[Collected data entries]
----------

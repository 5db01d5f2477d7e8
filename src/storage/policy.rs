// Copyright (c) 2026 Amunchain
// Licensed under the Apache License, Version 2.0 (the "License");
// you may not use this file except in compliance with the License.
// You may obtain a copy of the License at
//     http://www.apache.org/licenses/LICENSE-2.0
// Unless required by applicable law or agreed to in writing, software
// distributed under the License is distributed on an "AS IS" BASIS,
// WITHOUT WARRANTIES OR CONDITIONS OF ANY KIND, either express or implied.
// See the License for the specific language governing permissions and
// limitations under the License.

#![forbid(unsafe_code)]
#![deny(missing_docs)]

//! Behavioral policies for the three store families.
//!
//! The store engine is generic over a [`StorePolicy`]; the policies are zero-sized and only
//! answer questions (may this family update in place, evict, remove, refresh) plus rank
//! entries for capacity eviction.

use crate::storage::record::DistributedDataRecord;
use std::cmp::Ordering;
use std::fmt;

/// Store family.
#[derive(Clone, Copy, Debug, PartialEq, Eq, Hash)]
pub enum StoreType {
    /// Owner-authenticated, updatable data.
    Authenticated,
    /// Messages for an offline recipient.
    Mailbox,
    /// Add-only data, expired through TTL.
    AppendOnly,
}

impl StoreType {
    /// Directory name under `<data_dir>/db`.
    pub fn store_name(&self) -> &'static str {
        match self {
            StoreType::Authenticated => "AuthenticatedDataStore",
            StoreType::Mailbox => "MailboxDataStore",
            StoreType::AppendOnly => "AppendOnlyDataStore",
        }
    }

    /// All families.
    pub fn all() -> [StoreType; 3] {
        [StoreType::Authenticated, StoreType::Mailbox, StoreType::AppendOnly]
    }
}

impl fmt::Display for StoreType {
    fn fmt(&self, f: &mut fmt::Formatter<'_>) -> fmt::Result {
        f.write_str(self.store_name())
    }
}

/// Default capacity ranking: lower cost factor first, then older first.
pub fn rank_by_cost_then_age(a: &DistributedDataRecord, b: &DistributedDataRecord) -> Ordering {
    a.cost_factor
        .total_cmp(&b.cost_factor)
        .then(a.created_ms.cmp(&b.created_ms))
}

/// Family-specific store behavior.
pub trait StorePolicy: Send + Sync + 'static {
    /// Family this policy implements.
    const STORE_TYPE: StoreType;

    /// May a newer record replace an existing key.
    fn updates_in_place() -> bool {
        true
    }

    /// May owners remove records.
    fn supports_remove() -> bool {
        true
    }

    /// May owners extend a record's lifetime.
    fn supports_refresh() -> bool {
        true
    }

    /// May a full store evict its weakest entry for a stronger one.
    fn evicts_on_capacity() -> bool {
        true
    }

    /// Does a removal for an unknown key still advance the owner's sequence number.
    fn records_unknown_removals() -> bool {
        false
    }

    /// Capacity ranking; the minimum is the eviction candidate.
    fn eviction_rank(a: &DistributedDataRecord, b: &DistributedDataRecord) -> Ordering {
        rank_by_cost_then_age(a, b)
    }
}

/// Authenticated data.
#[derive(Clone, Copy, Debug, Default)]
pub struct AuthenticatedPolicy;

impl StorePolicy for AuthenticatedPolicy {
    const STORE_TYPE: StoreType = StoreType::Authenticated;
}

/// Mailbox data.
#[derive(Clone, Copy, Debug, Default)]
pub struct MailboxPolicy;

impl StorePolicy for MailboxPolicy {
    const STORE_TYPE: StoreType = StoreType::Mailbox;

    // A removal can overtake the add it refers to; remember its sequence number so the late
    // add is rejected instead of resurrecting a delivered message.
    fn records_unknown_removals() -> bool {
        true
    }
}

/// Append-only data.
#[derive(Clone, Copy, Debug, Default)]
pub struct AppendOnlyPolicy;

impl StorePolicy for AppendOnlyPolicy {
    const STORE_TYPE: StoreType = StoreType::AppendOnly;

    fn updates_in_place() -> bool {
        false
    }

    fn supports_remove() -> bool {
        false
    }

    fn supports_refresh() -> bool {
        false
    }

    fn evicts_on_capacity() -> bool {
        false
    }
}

----------

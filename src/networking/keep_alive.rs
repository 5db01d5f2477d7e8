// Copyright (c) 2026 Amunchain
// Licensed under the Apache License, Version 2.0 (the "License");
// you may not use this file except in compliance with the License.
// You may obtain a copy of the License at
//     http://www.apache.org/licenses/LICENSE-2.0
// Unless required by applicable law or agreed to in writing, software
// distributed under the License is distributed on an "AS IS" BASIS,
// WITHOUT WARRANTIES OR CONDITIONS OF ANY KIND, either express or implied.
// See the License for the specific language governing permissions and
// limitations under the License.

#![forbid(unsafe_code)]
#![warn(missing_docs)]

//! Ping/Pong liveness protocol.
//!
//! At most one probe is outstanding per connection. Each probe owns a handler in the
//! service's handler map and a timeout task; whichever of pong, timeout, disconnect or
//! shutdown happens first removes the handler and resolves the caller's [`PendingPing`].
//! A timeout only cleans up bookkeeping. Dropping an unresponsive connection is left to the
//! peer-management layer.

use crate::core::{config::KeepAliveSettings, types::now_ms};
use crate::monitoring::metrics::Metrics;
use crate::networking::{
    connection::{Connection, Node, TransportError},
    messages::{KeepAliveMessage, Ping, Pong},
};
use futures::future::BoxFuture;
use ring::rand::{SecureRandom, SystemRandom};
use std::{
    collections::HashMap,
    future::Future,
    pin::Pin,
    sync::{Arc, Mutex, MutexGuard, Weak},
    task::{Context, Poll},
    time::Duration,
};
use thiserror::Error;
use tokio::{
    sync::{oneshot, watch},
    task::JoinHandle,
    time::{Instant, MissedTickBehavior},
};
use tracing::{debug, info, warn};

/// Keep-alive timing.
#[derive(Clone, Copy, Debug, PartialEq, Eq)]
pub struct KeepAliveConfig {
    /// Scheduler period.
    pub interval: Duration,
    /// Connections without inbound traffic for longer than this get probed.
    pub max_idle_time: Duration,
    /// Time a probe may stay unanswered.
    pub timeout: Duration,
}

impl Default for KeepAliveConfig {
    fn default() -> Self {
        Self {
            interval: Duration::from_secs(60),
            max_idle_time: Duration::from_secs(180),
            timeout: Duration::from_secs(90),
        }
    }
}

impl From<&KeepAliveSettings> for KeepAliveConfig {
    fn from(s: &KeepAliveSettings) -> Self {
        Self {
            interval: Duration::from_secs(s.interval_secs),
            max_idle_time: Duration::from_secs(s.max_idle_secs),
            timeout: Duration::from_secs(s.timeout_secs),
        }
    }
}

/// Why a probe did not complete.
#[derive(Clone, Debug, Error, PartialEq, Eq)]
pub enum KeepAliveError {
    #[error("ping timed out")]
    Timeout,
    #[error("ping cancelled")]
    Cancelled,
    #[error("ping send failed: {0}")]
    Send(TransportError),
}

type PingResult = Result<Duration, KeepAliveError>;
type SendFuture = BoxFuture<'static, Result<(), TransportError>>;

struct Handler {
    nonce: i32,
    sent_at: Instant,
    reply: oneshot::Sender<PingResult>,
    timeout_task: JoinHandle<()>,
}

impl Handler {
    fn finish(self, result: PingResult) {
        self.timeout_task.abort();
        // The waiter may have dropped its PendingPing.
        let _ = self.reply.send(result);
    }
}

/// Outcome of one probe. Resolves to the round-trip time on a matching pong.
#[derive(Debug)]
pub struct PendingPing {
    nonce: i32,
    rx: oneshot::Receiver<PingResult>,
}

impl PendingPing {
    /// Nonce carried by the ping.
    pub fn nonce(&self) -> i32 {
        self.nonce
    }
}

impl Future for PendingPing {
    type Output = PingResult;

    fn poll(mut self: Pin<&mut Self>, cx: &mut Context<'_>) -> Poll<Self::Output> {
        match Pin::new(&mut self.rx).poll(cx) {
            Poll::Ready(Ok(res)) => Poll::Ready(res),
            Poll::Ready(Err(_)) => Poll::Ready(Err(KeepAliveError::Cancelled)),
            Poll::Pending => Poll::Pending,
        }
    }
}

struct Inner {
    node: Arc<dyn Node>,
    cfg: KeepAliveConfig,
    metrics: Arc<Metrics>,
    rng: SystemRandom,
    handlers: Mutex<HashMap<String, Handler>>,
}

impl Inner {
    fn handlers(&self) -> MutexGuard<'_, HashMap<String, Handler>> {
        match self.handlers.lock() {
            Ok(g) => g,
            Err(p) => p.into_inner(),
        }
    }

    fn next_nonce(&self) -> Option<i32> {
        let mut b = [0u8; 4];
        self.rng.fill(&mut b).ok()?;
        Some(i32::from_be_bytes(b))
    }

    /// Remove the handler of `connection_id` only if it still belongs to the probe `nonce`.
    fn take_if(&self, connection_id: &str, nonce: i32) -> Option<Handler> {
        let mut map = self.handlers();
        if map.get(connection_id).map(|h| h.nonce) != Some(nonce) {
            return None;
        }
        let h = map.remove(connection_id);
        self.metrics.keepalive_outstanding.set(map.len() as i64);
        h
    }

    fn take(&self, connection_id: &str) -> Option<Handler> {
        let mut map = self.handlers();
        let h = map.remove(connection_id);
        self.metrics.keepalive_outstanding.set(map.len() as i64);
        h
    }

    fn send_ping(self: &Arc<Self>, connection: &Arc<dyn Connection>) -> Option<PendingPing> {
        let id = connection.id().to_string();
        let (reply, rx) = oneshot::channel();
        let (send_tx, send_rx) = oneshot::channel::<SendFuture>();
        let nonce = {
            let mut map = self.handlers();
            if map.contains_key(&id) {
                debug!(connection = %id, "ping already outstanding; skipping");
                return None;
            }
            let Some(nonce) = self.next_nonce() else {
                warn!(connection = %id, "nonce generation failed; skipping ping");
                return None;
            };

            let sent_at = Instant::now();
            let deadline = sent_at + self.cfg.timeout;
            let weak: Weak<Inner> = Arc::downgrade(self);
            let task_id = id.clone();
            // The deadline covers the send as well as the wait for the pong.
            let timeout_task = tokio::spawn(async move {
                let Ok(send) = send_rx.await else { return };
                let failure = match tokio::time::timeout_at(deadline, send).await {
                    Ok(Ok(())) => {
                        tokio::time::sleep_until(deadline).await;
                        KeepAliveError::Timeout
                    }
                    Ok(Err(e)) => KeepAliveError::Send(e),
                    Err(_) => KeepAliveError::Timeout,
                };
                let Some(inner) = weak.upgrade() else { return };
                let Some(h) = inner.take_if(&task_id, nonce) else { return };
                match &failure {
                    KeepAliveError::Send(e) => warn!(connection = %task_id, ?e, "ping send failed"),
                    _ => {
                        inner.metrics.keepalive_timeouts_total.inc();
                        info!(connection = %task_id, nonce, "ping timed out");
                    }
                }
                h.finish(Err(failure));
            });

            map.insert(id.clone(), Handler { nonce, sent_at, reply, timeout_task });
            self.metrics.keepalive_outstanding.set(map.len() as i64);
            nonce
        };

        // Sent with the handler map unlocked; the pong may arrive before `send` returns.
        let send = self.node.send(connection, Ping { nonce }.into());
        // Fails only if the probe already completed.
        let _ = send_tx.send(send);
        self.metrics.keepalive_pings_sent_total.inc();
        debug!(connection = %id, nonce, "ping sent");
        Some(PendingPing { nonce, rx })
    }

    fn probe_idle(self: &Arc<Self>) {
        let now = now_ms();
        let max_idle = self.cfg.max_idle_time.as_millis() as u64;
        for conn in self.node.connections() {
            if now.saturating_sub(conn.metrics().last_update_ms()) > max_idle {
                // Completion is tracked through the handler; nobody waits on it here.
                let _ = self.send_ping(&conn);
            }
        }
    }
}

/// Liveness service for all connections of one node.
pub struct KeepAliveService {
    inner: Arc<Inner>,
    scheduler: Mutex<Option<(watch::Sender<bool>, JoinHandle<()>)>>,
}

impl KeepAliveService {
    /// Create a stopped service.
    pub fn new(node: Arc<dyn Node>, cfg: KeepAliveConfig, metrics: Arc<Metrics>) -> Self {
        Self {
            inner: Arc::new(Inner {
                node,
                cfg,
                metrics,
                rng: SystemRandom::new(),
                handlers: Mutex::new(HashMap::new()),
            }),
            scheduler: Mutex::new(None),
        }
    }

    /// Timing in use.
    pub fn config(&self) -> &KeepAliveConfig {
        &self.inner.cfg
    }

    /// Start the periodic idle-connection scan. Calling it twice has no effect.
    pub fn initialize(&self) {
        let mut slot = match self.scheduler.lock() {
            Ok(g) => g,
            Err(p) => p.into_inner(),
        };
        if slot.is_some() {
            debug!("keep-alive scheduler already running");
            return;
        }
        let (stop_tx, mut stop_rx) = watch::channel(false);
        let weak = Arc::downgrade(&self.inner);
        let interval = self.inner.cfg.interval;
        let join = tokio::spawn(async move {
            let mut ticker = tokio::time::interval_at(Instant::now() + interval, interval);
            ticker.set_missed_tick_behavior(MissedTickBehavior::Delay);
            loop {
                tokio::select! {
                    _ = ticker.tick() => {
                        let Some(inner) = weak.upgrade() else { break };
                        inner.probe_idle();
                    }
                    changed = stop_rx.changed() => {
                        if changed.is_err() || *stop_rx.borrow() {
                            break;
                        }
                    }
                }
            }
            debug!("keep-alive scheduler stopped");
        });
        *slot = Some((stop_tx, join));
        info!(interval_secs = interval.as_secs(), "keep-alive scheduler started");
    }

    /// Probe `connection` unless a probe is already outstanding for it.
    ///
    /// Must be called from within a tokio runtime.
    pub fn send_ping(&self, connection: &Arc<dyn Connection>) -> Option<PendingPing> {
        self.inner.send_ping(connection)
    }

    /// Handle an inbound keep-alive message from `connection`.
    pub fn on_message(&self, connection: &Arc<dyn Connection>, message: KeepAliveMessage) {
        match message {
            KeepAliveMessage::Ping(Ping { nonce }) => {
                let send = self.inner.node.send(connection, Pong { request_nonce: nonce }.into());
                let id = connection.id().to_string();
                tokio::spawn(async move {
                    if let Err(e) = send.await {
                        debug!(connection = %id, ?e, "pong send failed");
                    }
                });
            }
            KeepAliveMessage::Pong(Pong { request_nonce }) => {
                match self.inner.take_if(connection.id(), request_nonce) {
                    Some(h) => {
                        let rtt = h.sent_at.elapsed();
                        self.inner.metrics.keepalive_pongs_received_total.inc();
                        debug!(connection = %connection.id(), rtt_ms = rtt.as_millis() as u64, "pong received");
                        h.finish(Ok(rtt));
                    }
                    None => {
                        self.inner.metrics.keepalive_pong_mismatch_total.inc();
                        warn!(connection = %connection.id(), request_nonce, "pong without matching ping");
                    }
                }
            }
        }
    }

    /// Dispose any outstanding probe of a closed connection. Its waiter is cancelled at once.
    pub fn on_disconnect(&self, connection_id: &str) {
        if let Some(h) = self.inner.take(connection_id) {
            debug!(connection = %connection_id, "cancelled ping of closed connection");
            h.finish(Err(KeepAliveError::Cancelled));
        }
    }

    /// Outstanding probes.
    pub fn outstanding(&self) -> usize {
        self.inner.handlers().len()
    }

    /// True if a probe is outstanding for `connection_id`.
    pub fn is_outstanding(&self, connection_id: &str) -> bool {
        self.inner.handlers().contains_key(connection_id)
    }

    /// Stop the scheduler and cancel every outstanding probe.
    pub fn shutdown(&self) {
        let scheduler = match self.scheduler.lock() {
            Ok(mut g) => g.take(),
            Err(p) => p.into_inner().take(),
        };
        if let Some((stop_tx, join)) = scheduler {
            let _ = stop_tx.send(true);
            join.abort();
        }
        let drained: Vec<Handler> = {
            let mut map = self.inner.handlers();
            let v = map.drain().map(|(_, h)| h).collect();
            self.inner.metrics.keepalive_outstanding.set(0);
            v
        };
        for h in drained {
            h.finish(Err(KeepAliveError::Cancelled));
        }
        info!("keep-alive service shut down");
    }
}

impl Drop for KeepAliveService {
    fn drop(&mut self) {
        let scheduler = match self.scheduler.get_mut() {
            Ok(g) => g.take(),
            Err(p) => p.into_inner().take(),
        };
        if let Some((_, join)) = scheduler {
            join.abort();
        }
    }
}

----------

## Directions
Some lines above hold the word "Ordering". Copy all of them.

## Reply to the task
use std::cmp::Ordering;
pub fn rank_by_cost_then_age(a: &DistributedDataRecord, b: &DistributedDataRecord) -> Ordering {
    fn eviction_rank(a: &DistributedDataRecord, b: &DistributedDataRecord) -> Ordering {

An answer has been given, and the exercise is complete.